### Brief
When the word "host" shows up in a line of the data below, copy that whole line.

-- Dataset records follows --

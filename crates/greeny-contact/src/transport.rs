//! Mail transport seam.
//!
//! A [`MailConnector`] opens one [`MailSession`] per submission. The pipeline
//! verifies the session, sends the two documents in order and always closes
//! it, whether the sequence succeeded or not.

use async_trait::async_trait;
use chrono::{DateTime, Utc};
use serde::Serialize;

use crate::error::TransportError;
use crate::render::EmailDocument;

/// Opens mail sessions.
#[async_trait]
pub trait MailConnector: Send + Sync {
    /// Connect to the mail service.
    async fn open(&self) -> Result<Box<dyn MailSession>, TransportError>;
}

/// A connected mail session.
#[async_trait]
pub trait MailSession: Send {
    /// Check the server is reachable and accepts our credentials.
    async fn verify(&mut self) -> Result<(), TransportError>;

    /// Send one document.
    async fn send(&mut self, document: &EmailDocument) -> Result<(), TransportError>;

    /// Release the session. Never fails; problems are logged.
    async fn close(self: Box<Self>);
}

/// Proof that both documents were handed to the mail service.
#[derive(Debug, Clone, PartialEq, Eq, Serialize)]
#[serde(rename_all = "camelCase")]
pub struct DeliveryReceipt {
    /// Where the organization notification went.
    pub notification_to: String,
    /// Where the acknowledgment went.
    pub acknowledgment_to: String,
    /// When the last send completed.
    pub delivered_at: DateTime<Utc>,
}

-- Dataset records concluded --
-- Dataset records follows --

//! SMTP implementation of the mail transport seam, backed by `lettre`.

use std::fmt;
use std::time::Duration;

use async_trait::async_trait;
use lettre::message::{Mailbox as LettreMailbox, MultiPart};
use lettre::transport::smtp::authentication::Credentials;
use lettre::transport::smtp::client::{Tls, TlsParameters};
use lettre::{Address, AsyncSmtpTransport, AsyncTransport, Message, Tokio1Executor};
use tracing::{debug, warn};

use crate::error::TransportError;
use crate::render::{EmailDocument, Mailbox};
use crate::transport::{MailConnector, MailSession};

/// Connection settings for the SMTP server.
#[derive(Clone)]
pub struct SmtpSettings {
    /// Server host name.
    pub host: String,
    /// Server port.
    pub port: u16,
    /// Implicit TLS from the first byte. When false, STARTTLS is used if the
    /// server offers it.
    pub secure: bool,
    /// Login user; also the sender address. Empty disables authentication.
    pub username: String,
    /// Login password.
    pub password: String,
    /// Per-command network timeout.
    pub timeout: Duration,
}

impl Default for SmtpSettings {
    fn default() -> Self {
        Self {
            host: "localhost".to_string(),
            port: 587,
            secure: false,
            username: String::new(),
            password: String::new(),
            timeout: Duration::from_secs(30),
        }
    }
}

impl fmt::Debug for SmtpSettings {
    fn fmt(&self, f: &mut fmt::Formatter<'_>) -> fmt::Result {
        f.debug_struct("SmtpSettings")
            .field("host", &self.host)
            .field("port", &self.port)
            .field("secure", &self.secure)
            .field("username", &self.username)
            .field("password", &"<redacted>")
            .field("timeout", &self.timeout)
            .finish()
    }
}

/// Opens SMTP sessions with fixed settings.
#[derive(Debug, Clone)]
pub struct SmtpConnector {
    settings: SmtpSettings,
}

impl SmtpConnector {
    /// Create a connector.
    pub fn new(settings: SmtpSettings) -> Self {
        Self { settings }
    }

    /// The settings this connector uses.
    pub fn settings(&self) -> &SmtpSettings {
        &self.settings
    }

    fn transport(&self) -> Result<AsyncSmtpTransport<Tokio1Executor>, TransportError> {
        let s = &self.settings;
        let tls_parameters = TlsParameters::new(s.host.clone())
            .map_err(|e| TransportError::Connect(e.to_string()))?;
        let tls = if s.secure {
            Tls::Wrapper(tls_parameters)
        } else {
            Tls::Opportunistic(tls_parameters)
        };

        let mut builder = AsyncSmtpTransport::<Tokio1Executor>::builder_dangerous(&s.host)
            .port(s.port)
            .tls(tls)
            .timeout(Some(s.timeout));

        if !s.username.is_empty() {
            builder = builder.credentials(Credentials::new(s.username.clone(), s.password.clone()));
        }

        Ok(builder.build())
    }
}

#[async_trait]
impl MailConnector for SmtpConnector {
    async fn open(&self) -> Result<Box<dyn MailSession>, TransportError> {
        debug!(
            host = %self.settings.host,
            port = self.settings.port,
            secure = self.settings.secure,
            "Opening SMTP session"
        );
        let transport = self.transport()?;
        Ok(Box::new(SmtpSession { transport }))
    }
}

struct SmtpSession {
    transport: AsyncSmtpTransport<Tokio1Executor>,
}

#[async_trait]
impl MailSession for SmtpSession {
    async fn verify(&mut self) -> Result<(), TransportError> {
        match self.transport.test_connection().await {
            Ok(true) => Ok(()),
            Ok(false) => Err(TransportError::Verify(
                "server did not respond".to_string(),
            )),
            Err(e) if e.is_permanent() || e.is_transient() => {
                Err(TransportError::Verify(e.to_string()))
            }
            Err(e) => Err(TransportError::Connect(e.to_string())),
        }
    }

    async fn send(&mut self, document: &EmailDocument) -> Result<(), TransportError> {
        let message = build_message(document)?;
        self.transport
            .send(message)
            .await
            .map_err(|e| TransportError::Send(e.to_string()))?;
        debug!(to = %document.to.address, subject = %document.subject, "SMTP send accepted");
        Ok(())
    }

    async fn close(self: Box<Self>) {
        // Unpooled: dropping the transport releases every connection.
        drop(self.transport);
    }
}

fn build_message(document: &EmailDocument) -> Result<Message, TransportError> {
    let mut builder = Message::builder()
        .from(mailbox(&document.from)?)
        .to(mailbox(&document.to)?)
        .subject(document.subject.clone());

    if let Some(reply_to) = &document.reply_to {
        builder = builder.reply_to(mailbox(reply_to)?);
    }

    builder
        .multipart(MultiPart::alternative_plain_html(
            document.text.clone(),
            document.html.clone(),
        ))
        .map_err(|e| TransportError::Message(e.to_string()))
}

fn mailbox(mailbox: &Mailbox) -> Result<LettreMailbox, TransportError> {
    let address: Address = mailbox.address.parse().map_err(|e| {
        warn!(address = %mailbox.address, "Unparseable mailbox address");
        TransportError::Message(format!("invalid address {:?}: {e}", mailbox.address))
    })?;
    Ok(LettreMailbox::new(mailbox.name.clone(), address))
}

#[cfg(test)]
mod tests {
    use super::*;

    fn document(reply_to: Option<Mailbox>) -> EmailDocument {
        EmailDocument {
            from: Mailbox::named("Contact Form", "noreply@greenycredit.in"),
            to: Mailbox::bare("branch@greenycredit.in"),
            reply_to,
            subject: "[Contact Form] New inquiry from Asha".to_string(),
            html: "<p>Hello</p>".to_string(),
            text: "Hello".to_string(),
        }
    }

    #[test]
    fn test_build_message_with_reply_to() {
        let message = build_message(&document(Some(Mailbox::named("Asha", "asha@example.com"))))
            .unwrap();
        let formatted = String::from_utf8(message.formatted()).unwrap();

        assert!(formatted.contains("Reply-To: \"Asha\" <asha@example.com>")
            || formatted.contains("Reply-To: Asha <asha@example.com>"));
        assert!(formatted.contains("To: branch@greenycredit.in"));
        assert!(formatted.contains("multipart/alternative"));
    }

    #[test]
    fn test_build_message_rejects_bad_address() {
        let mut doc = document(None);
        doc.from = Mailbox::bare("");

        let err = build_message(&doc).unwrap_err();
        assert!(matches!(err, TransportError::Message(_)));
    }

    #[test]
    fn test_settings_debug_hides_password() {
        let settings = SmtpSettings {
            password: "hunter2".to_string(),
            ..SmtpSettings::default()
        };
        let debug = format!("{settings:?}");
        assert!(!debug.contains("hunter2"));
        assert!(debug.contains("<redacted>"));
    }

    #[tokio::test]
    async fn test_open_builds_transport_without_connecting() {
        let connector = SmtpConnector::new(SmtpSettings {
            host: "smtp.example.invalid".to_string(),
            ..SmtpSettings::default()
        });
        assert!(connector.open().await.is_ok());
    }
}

-- Dataset records concluded --

### Output
    /// Server host name.
    pub host: String,
            host: "localhost".to_string(),
            .field("host", &self.host)
        let tls_parameters = TlsParameters::new(s.host.clone())
        let mut builder = AsyncSmtpTransport::<Tokio1Executor>::builder_dangerous(&s.host)
            host = %self.settings.host,
            host: "smtp.example.invalid".to_string(),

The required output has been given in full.